Matching job seekers with employers, charities
On July 1, Sid Mark, president and CEO of Friday Professional Group, assumed the role of president of Rotary Club of Calgary — Downtown. Two weeks later, he accepted a cheque in the amount of $200,000, recognizing the work of his club and more than 800 of their volunteers organizing the Stampede Roundup at Fort Calgary.
That was at the Wednesday Kiss concert. But at 2 p.m. on July 15, the decision was made to not let the Oxford Stomp take place; there was so much water under the stage it was deemed dangerous, and the field was a sea of mud.
But Rotary had completed its preparations. After a quick meeting with the committee, a call was made to the Calgary Drop-In Centre and 3,000 pounds of food from its world-famous beef and bun dinner, including more than 100 cooked roasts, were donated to supply the centre's guests with a sumptuous meal.
It was just the kind of offer one would expect from the Rotary Club, which, with an active membership of around 200, raises and distributes more than $1.5 million annually to local and global charities, thanks to its 65 hard-working committees and fellowship activities.
And just the kind of decision Mark would encourage, as a man who cares a lot for the less fortunate — in his business as well as his commitment to Rotary.
Friday Professional Group is a staffing and recruitment agency that has been in business in this city for 30 years, and has been owned by Mark for the past 10. It services all industries in providing temporary and permanent staffing for professional and office workers.
But Mark was concerned about the candidates who were not accepted to positions they had applied for, and sought a solution to their needs. He worked with staffer Steve Mix and developed software that would help job seekers find volunteer work until they were able to get paid positions.
Together they founded WeEmploy Inc., an online recruitment company that matches employers and charitable organizations with individuals seeking employment and volunteer activities.
There is no fee for job seekers who complete their detailed profile online, and the service is also free for charitable organizations.
And companies seeking staff can post an unlimited number of positions on WeEmploy for $99 per year, a big help to those who need people but do not have the budget to use conventional agencies.
The “Minstrel with a Message,” Tom Jackson, says, “We live in extraordinary times of stress for many and it will take extraordinary commitments for us to work through our difficulties.” A strong advocate for social responsibility, Jackson is lending his weight of influence, experience and profile as an Ambassador of WeEmploy.
Launched just one year ago, the site has attracted 150 charitable organizations and has already provided more than $250,000 in services to them both in Canada and the U.S.
Deeply rooted in collaboration and community building, it has become a centralized access point between individuals seeking various social services and the agencies who provide them.
It has spread across the country and south of the border, and a quick check on its website shows volunteer positions posted range from a gardener at Carewest and a crisis line volunteer at the Distress Centre in Calgary, to a board member for Anduhyaun Shelter for aboriginal women and children in Toronto.

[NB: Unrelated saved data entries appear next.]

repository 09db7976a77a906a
mod log_level;

pub use log_level::LogLevel;
mod path_ext;

pub use path_ext::PathExt;
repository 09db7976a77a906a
use snafu::Snafu;
use tracing::{debug, error};

/// Lifecycle of the process-wide archive writer.
pub enum WriterPhase<W> {
    Uninitialized,
    Ready(W),
    Failed { reason: String },
}

impl<W> WriterPhase<W> {
    pub fn name(&self) -> &'static str {
        match self {
            WriterPhase::Uninitialized => "uninitialized",
            WriterPhase::Ready(_) => "ready",
            WriterPhase::Failed { .. } => "failed",
        }
    }
}

/// Holds the archive writer capability together with its readiness.
///
/// The slot starts out uninitialized; [`WriterSlot::initialize`] moves it to
/// ready or failed. A failed slot may be initialized again, a ready one is kept.
pub struct WriterSlot<W> {
    phase: WriterPhase<W>,
}

impl<W> Default for WriterSlot<W> {
    fn default() -> Self {
        Self {
            phase: WriterPhase::Uninitialized,
        }
    }
}

impl<W> WriterSlot<W> {
    pub fn new() -> Self {
        Self::default()
    }

    pub fn initialize<E: std::error::Error>(
        &mut self,
        init: impl FnOnce() -> Result<W, E>,
    ) -> &WriterPhase<W> {
        if matches!(self.phase, WriterPhase::Ready(_)) {
            debug!("Archive writer already initialized");
            return &self.phase;
        }

        self.phase = match init() {
            Ok(writer) => WriterPhase::Ready(writer),
            Err(e) => {
                error!("Archive writer failed to initialize: {}", e);
                WriterPhase::Failed {
                    reason: e.to_string(),
                }
            }
        };
        debug!("Archive writer is {}", self.phase.name());
        &self.phase
    }

    pub fn ready(&self) -> Result<&W, WriterNotReady> {
        match &self.phase {
            WriterPhase::Ready(writer) => Ok(writer),
            WriterPhase::Uninitialized => Err(WriterNotReady::Uninitialized),
            WriterPhase::Failed { reason } => Err(WriterNotReady::Failed {
                reason: reason.clone(),
            }),
        }
    }
}

#[derive(Debug, Snafu)]
pub enum WriterNotReady {
    #[snafu(display("Archive writer has not been initialized"))]
    Uninitialized,
    #[snafu(display("Archive writer failed to initialize: {}", reason))]
    Failed { reason: String },
}
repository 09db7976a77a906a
use std::collections::HashMap;

use tracing::{debug, info};

use crate::filesystem::{ContentHandle, Forest, NodeId};

/// A target file paired with the source file that replaces it.
#[derive(Debug, Clone, PartialEq, Eq)]
pub struct MatchPair {
    pub source: NodeId,
    pub target: NodeId,
    /// Content of the source file, taken over into the output archive.
    pub replacement: ContentHandle,
}

/// Result of one matching run, in target submission order.
#[derive(Debug, Clone, Default, PartialEq, Eq)]
pub struct MatchSet {
    pairs: Vec<MatchPair>,
    by_target: HashMap<NodeId, usize>,
}

impl MatchSet {
    fn from_pairs(pairs: Vec<MatchPair>) -> Self {
        let by_target = pairs
            .iter()
            .enumerate()
            .map(|(index, pair)| (pair.target, index))
            .collect();
        Self { pairs, by_target }
    }

    pub fn len(&self) -> usize {
        self.pairs.len()
    }

    pub fn is_empty(&self) -> bool {
        self.pairs.is_empty()
    }

    pub fn iter(&self) -> impl Iterator<Item = &MatchPair> {
        self.pairs.iter()
    }

    pub fn pair_for_target(&self, target: NodeId) -> Option<&MatchPair> {
        self.by_target.get(&target).map(|&index| &self.pairs[index])
    }
}

/// Pairs every target file with the source file of the same name.
///
/// Directory position is ignored, only the file name is compared. When several
/// source files share a name, the first one in submission order is used.
/// Previous annotations on `target` are cleared first, then every matched file
/// and all of its ancestor directories are marked and those directories expanded.
/// `source` is left untouched.
pub fn match_forests(source: &Forest, target: &mut Forest) -> MatchSet {
    let mut lookup: HashMap<&str, NodeId> = HashMap::with_capacity(source.len());
    for (id, entry) in source.entries() {
        lookup.entry(entry.name()).or_insert(id);
    }
    debug!(
        "Indexed {} distinct source names out of {} files",
        lookup.len(),
        source.len()
    );

    target.clear_matches();

    let pairs: Vec<MatchPair> = target
        .entries()
        .filter_map(|(target_id, entry)| {
            let &source_id = lookup.get(entry.name())?;
            let source_entry = source.entry(source_id)?;
            debug!(
                "Matched '{}' with '{}'",
                entry.full_path(),
                source_entry.full_path()
            );
            Some(MatchPair {
                source: source_id,
                target: target_id,
                replacement: source_entry.content().clone(),
            })
        })
        .collect();

    for pair in &pairs {
        target.mark_matched(pair.target);
    }
    target.expand_matched();

    info!("Found {} matching files", pairs.len());
    MatchSet::from_pairs(pairs)
}
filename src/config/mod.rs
pub mod config;

pub use config::{Config, ConfigError};
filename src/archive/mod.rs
//! Output archive assembly.
//!
//! The assembler mirrors the target forest's layout, swapping in source content
//! for matched files, and hands the resulting member list to an [`ArchiveWriter`].

mod assembler;
mod writer;
mod writer_slot;

pub use assembler::{ArchiveAssembler, ArchiveMember};
pub use writer::{ArchiveWriteError, ArchiveWriter, Compression, ZipArchiveWriter, ZipSettings};
pub use writer_slot::{WriterNotReady, WriterSlot};
use tracing::{debug, info};

use crate::archive::{ArchiveWriteError, ArchiveWriter};
use crate::filesystem::{ContentHandle, Forest, SEPARATOR};
use crate::matching::MatchSet;

/// One file of the output archive.
#[derive(Debug, Clone, PartialEq, Eq)]
pub struct ArchiveMember {
    pub path: String,
    pub content: ContentHandle,
}

/// Turns an annotated target forest into archive members and serializes them
/// through the writer it was constructed with.
pub struct ArchiveAssembler<'w, W: ArchiveWriter> {
    writer: &'w W,
}

impl<'w, W: ArchiveWriter> ArchiveAssembler<'w, W> {
    pub fn new(writer: &'w W) -> Self {
        Self { writer }
    }

    /// Lists one member per target file, in submission order.
    ///
    /// Member paths drop the submission root. Matched files carry the content of
    /// their source counterpart, all others keep their own.
    pub fn assemble(&self, target: &Forest, matches: &MatchSet) -> Vec<ArchiveMember> {
        target
            .entries()
            .map(|(id, entry)| {
                let content = match matches.pair_for_target(id) {
                    Some(pair) => pair.replacement.clone(),
                    None => entry.content().clone(),
                };
                ArchiveMember {
                    path: output_path(entry.full_path()).to_string(),
                    content,
                }
            })
            .collect()
    }

    /// Assembles and serializes the archive. Either the complete payload is
    /// returned or nothing is.
    pub async fn write_archive(
        &self,
        target: &Forest,
        matches: &MatchSet,
    ) -> Result<Vec<u8>, ArchiveWriteError> {
        let members = self.assemble(target, matches);
        info!(
            "Writing archive with {} members, {} replaced",
            members.len(),
            matches.len()
        );

        let payload = self.writer.write(members).await?;
        debug!("Archive payload is {} bytes", payload.len());
        Ok(payload)
    }
}

/// Archive path of a submitted file: its full path without the submission root.
pub fn output_path(full_path: &str) -> &str {
    let trimmed = full_path.trim_start_matches(SEPARATOR);
    match trimmed.split_once(SEPARATOR) {
        Some((_root, rest)) => rest.trim_start_matches(SEPARATOR),
        None => trimmed,
    }
}
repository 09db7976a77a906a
use std::path::Path;

/// MIME prefix accepted when nothing else is configured.
pub const DEFAULT_ACCEPTED_PREFIX: &str = "image/";

const FALLBACK_MIME_TYPE: &str = "application/octet-stream";

/// Ingress filter deciding which submitted files take part in tree building.
///
/// A file is accepted when its MIME type starts with one of the configured prefixes.
/// A filter without prefixes accepts everything.
#[derive(Debug, Clone, PartialEq, Eq)]
pub struct MediaFilter {
    accepted_prefixes: Vec<String>,
}

impl Default for MediaFilter {
    fn default() -> Self {
        Self::images()
    }
}

impl MediaFilter {
    pub fn new<S: Into<String>>(prefixes: impl IntoIterator<Item = S>) -> Self {
        Self {
            accepted_prefixes: prefixes
                .into_iter()
                .map(|prefix| prefix.into().to_ascii_lowercase())
                .collect(),
        }
    }

    pub fn images() -> Self {
        Self::new([DEFAULT_ACCEPTED_PREFIX])
    }

    #[cfg(test)]
    pub fn any() -> Self {
        Self::new(Vec::<String>::new())
    }

    pub fn accepts(&self, mime_type: &str) -> bool {
        if self.accepted_prefixes.is_empty() {
            return true;
        }
        let mime_type = mime_type.to_ascii_lowercase();
        self.accepted_prefixes
            .iter()
            .any(|prefix| mime_type.starts_with(prefix.as_str()))
    }
}

/// Guesses a MIME type from the file extension, the way a browser labels picked files.
pub fn mime_type_for_path(path: &Path) -> &'static str {
    let Some(extension) = path.extension().and_then(|ext| ext.to_str()) else {
        return FALLBACK_MIME_TYPE;
    };

    match extension.to_ascii_lowercase().as_str() {
        "png" => "image/png",
        "jpg" | "jpeg" | "jfif" => "image/jpeg",
        "gif" => "image/gif",
        "webp" => "image/webp",
        "bmp" => "image/bmp",
        "svg" => "image/svg+xml",
        "tif" | "tiff" => "image/tiff",
        "ico" => "image/x-icon",
        "avif" => "image/avif",
        "heic" => "image/heic",
        "txt" => "text/plain",
        "csv" => "text/csv",
        "html" | "htm" => "text/html",
        "css" => "text/css",
        "json" => "application/json",
        "pdf" => "application/pdf",
        "zip" => "application/zip",
        "mp3" => "audio/mpeg",
        "wav" => "audio/wav",
        "mp4" => "video/mp4",
        "webm" => "video/webm",
        _ => FALLBACK_MIME_TYPE,
    }
}
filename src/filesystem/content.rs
use std::path::PathBuf;
use std::sync::Arc;

use compio::fs;
use derive_more::Display;
use snafu::{ResultExt, Snafu};

/// Where the bytes behind a [`ContentHandle`] live.
#[derive(Debug, Display, PartialEq, Eq)]
pub enum ContentSource {
    #[display("file {}", _0.display())]
    File(PathBuf),
    /// Test fixtures only.
    #[cfg(test)]
    #[display("{} in-memory bytes", _0.len())]
    Memory(Vec<u8>),
}

/// Shared, read-only handle to a file's bytes.
///
/// Cloning is cheap and every clone refers to the same source. Reading never
/// consumes the handle, so it can be read any number of times.
#[derive(Debug, Display, Clone, PartialEq, Eq)]
pub struct ContentHandle(Arc<ContentSource>);

impl ContentHandle {
    pub fn from_file(path: impl Into<PathBuf>) -> Self {
        Self(Arc::new(ContentSource::File(path.into())))
    }

    #[cfg(test)]
    pub fn from_bytes(bytes: impl Into<Vec<u8>>) -> Self {
        Self(Arc::new(ContentSource::Memory(bytes.into())))
    }

    pub fn source(&self) -> &ContentSource {
        &self.0
    }

    pub async fn read(&self) -> Result<Vec<u8>, ContentReadError> {
        match self.source() {
            ContentSource::File(path) => fs::read(path).await.context(ReadSnafu { path: path.clone() }),
            #[cfg(test)]
            ContentSource::Memory(bytes) => Ok(bytes.clone()),
        }
    }
}

#[derive(Debug, Snafu)]
pub enum ContentReadError {
    #[snafu(display("Failed to read content from {}", path.display()))]
    ReadError {
        path: PathBuf,
        source: std::io::Error,
    },
}

#[cfg(test)]
mod tests {
    use super::*;
    use std::io::Write;
    use tempfile::NamedTempFile;

    #[compio::test]
    async fn reads_in_memory_content_repeatedly() {
        let handle = ContentHandle::from_bytes(b"pixels".to_vec());

        assert_eq!(handle.read().await.unwrap(), b"pixels");
        assert_eq!(handle.clone().read().await.unwrap(), b"pixels");
    }

    #[compio::test]
    async fn reads_file_content() {
        let mut temp_file = NamedTempFile::new().expect("Failed to create temp file");
        write!(temp_file, "colored").expect("Failed to write to temp file");
        temp_file.flush().expect("Failed to flush temp file");

        let handle = ContentHandle::from_file(temp_file.path());

        assert_eq!(handle.read().await.unwrap(), b"colored");
        assert_eq!(handle.read().await.unwrap(), b"colored");
    }

    #[compio::test]
    async fn missing_file_reports_its_path() {
        let handle = ContentHandle::from_file("/this/path/does/not/exist.png");

        let error = handle.read().await.unwrap_err();

        assert!(matches!(error, ContentReadError::ReadError { .. }));
        assert!(error.to_string().contains("/this/path/does/not/exist.png"));
    }

    #[test]
    fn clones_share_the_same_source() {
        let handle = ContentHandle::from_bytes(vec![1, 2, 3]);
        let clone = handle.clone();

        assert!(std::ptr::eq(handle.source(), clone.source()));
        assert_eq!(handle, clone);
        assert_ne!(handle, ContentHandle::from_bytes(vec![4]));
    }
}
//! In-memory representation of a submitted folder.
//!
//! A submission arrives as a flat list of relative paths with content handles.
//! This module rebuilds the directory hierarchy from those paths into a
//! [`Forest`], where nodes are either directories or files and both carry a
//! `matched` annotation used by the matcher.

mod content;
mod media;
mod relative_path;
pub(crate) mod tree;
mod tree_view;

pub use content::{ContentHandle, ContentReadError};
pub use media::{DEFAULT_ACCEPTED_PREFIX, MediaFilter, mime_type_for_path};
pub use relative_path::SEPARATOR;
pub use tree::{Forest, NodeId, SubmittedFile};
pub use tree_view::TreeView;
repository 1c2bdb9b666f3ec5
//! Retrying container-image push runner.
//!
//! Wraps a single fixed `docker push` invocation in an unbounded retry loop:
//! a transient broken-pipe network error is waited out and retried, any other
//! failure terminates immediately with the child's exit code. The
//! architecture enforces a strict separation:
//!
//! - **[`core`]**: Pure, deterministic logic (attempt classification).
//!   No I/O, fully testable in isolation.
//! - **[`io`]**: Side-effecting operations (child-process execution, the
//!   real push command). Isolated behind [`io::push::PushRunner`] to enable
//!   scripted fakes in tests.
//!
//! [`looping`] coordinates core logic with I/O to implement the CLI.

pub mod core;
pub mod exit_codes;
pub mod io;
pub mod logging;
pub mod looping;
#[cfg(any(test, feature = "test-support"))]
pub mod test_support;
//! CLI entry point: push with retry, report progress, propagate exit codes.

use anyhow::Result;
use chrono::Utc;
use clap::Parser;

use repush::core::types::Verdict;
use repush::exit_codes;
use repush::io::push::{DockerPushRunner, PUSH_IMAGE};
use repush::logging;
use repush::looping::{AttemptReport, LoopConfig, LoopStop, run_push_loop};

#[derive(Parser)]
#[command(
    name = "repush",
    version,
    about = "Push the container image, retrying transient network failures"
)]
struct Cli {}

fn main() {
    logging::init();
    let _cli = Cli::parse();
    let code = match run() {
        Ok(code) => code,
        Err(err) => {
            eprintln!("{:#}", err);
            exit_codes::ERROR
        }
    };
    std::process::exit(code);
}

fn run() -> Result<i32> {
    let runner = DockerPushRunner;
    let config = LoopConfig::default();
    let delay_secs = config.retry_delay.as_secs();

    let outcome = run_push_loop(&runner, &config, |report| {
        print_attempt(report, delay_secs);
    })?;

    match outcome.stop {
        LoopStop::Succeeded { output } => {
            println!(
                "=== pushed {PUSH_IMAGE} after {} attempt(s) ===",
                outcome.attempts
            );
            print_output(&output);
            Ok(exit_codes::OK)
        }
        LoopStop::Failed { exit_code, .. } => {
            println!(
                "=== push failed after {} attempt(s), giving up ===",
                outcome.attempts
            );
            Ok(exit_code)
        }
    }
}

fn print_attempt(report: &AttemptReport, delay_secs: u64) {
    let now = Utc::now().format("%Y-%m-%dT%H:%M:%SZ");
    match report.verdict {
        Verdict::Succeeded => {
            println!("[{now}] attempt {}: push succeeded", report.attempt);
        }
        Verdict::Transient => {
            println!(
                "[{now}] attempt {}: transient network error, retrying in {delay_secs}s",
                report.attempt
            );
            print_output(&report.output);
        }
        Verdict::Fatal { exit_code } => {
            println!(
                "[{now}] attempt {}: push failed (exit code {exit_code})",
                report.attempt
            );
            print_output(&report.output);
        }
    }
}

fn print_output(output: &str) {
    let trimmed = output.trim_end();
    if !trimmed.is_empty() {
        println!("{trimmed}");
    }
}
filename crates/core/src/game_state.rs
//! Game state module - owns everything one run mutates
//!
//! Ties together the entity grid, spawner, progression and avatar. The game
//! loop drives it with [`GameState::steer`] and [`GameState::step`]; pacing and
//! rendering live outside.

use std::time::Duration;

use tracing::info;

use crate::collision::{resolve_hazards, resolve_walls, Avatar, TickReport};
use crate::config::{AvatarBounds, GameConfig, GridDims};
use crate::error::{CoreError, Result};
use crate::grid::EntityGrid;
use crate::progression::Progression;
use crate::rng::SimpleRng;
use crate::snapshot::GameSnapshot;
use crate::spawner::Spawner;
use crate::types::{Direction, Layer, Pos};

/// Hand-built starting position, for scenarios and tests
#[derive(Debug, Clone, PartialEq, Eq)]
pub struct Layout {
    pub avatar: Avatar,
    pub danger_zones: Vec<Pos>,
    pub rescue_targets: Vec<Pos>,
}

#[derive(Debug, Clone)]
pub struct GameState {
    config: GameConfig,
    dims: GridDims,
    bounds: AvatarBounds,
    avatar: Avatar,
    grid: EntityGrid,
    spawner: Spawner,
    progression: Progression,
    /// Steps taken so far
    ticks: u64,
}

impl GameState {
    /// Start a run on a `dims` surface.
    ///
    /// Danger zones are placed before rescue targets so the targets can avoid them.
    pub fn new(config: GameConfig, dims: GridDims, seed: u32) -> Result<Self> {
        dims.validate(&config)?;

        let mut spawner = Spawner::new(
            SimpleRng::new(seed),
            dims.spawn_area(&config),
            config.max_placement_attempts,
        );
        let mut grid = EntityGrid::new();
        spawner.place_danger_zones(&mut grid, config.initial_danger_zones)?;
        spawner.replenish_rescue_targets(&mut grid, config.max_people)?;

        let avatar = Avatar::new(dims.start_cell(), Direction::Up);
        info!(
            width = dims.width,
            height = dims.height,
            seed,
            "run started"
        );

        Ok(Self {
            bounds: dims.avatar_bounds(&config),
            progression: Progression::new(&config),
            config,
            dims,
            avatar,
            grid,
            spawner,
            ticks: 0,
        })
    }

    /// Start a run from an explicit layout.
    ///
    /// The layout must satisfy the same invariants a spawned run does.
    pub fn with_layout(
        config: GameConfig,
        dims: GridDims,
        seed: u32,
        layout: Layout,
    ) -> Result<Self> {
        dims.validate(&config)?;

        let bounds = dims.avatar_bounds(&config);
        let area = dims.spawn_area(&config);
        if !bounds.contains(layout.avatar.pos) {
            return Err(CoreError::InvalidLayout(format!(
                "avatar {:?} outside the border",
                layout.avatar.pos
            )));
        }
        if layout.rescue_targets.len() != config.max_people {
            return Err(CoreError::InvalidLayout(format!(
                "expected {} rescue targets, got {}",
                config.max_people,
                layout.rescue_targets.len()
            )));
        }
        if layout.danger_zones.len() < config.initial_danger_zones {
            return Err(CoreError::InvalidLayout(format!(
                "expected at least {} danger zones, got {}",
                config.initial_danger_zones,
                layout.danger_zones.len()
            )));
        }

        let mut grid = EntityGrid::new();
        for (layer, cells) in [
            (Layer::DangerZone, &layout.danger_zones),
            (Layer::RescueTarget, &layout.rescue_targets),
        ] {
            for &pos in cells {
                if !area.contains(pos) {
                    return Err(CoreError::InvalidLayout(format!(
                        "{} {:?} outside the spawn area",
                        layer, pos
                    )));
                }
                if grid.is_occupied(pos) {
                    return Err(CoreError::InvalidLayout(format!("cell {:?} used twice", pos)));
                }
                grid.layer_mut(layer).insert(pos);
            }
        }

        Ok(Self {
            spawner: Spawner::new(SimpleRng::new(seed), area, config.max_placement_attempts),
            progression: Progression::new(&config),
            config,
            dims,
            bounds,
            avatar: layout.avatar,
            grid,
            ticks: 0,
        })
    }

    /// Override lives, score and level (mid-run scenarios)
    pub fn with_counters(mut self, lives: u32, score: u32, level: u32) -> Self {
        self.progression = self.progression.with_counters(lives, score, level);
        self
    }

    pub fn config(&self) -> &GameConfig {
        &self.config
    }

    pub fn dims(&self) -> GridDims {
        self.dims
    }

    pub fn avatar(&self) -> Avatar {
        self.avatar
    }

    pub fn grid(&self) -> &EntityGrid {
        &self.grid
    }

    pub fn progression(&self) -> &Progression {
        &self.progression
    }

    pub fn lives(&self) -> u32 {
        self.progression.lives()
    }

    pub fn score(&self) -> u32 {
        self.progression.score()
    }

    pub fn level(&self) -> u32 {
        self.progression.level()
    }

    pub fn ticks(&self) -> u64 {
        self.ticks
    }

    pub fn is_over(&self) -> bool {
        self.progression.is_over()
    }

    /// Point the avatar in a new direction; applies from the next step
    pub fn steer(&mut self, direction: Direction) {
        self.avatar.direction = direction;
    }

    /// Pause the loop takes before the next step
    pub fn movement_delay(&self) -> Duration {
        self.progression.movement_delay(self.avatar.direction)
    }

    /// Advance one step: move (with wall bounces), then danger, then rescue.
    ///
    /// A finished run does not move.
    pub fn step(&mut self) -> Result<TickReport> {
        let mut report = TickReport::new();
        if self.is_over() {
            return Ok(report);
        }

        resolve_walls(
            &mut self.avatar,
            &self.bounds,
            &mut self.progression,
            &mut report,
        );
        resolve_hazards(
            self.avatar.pos,
            &mut self.grid,
            &mut self.spawner,
            &mut self.progression,
            &self.config,
            &mut report,
        )?;

        self.ticks += 1;
        if self.is_over() {
            info!(
                score = self.score(),
                level = self.level(),
                ticks = self.ticks,
                "out of lives"
            );
        }
        Ok(report)
    }

    /// Fill `snap` with the current state, reusing its allocations
    pub fn snapshot_into(&self, snap: &mut GameSnapshot) {
        snap.dims = self.dims;
        snap.avatar = self.avatar.pos;
        snap.direction = self.avatar.direction;
        self.grid.danger_zones().sorted_into(&mut snap.danger_zones);
        self.grid.rescue_targets().sorted_into(&mut snap.rescue_targets);
        snap.lives = self.lives();
        snap.score = self.score();
        snap.level = self.level();
        snap.difficulty = self.progression.difficulty();
        snap.game_over = self.is_over();
    }

    pub fn snapshot(&self) -> GameSnapshot {
        let mut snap = GameSnapshot::default();
        self.snapshot_into(&mut snap);
        snap
    }
}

Helping rebuild people's lives is catching on, and Mark and CEO Mix plan to franchise WeEmploy with a goal of two offices per province across Canada, and 120 locations in the U.S.
After many years of contribution to the game of tennis, Marcel Latouche, president and CEO of MLG Associates and founding member and president of the Institute of Public Sector Accountability, will be inducted into the Tennis Alberta Hall of Fame on Aug. 6.
Latouche has served as president of both Tennis Alberta and board member of Tennis Canada, during which time he worked tirelessly to promote junior development of his sport.